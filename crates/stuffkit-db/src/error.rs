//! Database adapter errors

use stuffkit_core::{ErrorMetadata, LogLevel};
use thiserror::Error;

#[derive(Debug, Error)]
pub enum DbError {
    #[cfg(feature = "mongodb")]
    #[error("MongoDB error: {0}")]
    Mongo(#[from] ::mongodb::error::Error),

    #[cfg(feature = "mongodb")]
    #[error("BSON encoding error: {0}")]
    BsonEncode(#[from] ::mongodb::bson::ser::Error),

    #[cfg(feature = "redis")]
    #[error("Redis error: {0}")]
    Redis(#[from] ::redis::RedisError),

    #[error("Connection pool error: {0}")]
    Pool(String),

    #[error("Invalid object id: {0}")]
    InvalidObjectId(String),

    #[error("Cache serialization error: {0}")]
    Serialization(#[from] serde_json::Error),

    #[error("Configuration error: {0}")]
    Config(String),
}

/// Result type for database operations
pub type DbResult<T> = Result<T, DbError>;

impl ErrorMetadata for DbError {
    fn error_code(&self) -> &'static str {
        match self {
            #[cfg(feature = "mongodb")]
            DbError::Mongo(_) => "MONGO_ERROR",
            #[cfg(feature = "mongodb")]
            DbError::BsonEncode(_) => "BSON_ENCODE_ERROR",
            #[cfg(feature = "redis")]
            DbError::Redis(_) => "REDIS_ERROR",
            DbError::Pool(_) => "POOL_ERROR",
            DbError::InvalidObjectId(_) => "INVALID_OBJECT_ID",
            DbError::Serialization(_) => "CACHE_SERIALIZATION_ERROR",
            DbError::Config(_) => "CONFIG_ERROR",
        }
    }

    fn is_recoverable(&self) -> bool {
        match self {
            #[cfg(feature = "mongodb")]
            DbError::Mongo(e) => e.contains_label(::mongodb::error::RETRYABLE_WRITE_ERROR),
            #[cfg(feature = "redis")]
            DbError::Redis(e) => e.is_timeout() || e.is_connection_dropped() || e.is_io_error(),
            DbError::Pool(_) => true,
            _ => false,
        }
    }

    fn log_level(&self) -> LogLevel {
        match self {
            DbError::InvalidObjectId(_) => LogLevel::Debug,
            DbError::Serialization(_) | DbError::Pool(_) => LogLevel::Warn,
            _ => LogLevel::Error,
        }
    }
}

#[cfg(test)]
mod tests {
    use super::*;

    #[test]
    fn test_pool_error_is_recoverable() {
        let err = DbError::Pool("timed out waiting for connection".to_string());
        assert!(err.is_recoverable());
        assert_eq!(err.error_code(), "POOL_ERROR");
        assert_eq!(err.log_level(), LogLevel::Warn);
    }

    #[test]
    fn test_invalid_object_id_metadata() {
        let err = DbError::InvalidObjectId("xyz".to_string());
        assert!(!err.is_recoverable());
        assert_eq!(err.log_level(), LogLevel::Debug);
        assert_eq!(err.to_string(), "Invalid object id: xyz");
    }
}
━━━━━━━━━━
Exercise instructions » Filter the entries down to the lines with the word "InvalidObjectId" in them, and copy those lines.

Answer below »
    InvalidObjectId(String),
            DbError::InvalidObjectId(_) => "INVALID_OBJECT_ID",
            DbError::InvalidObjectId(_) => LogLevel::Debug,
        let err = DbError::InvalidObjectId("xyz".to_string());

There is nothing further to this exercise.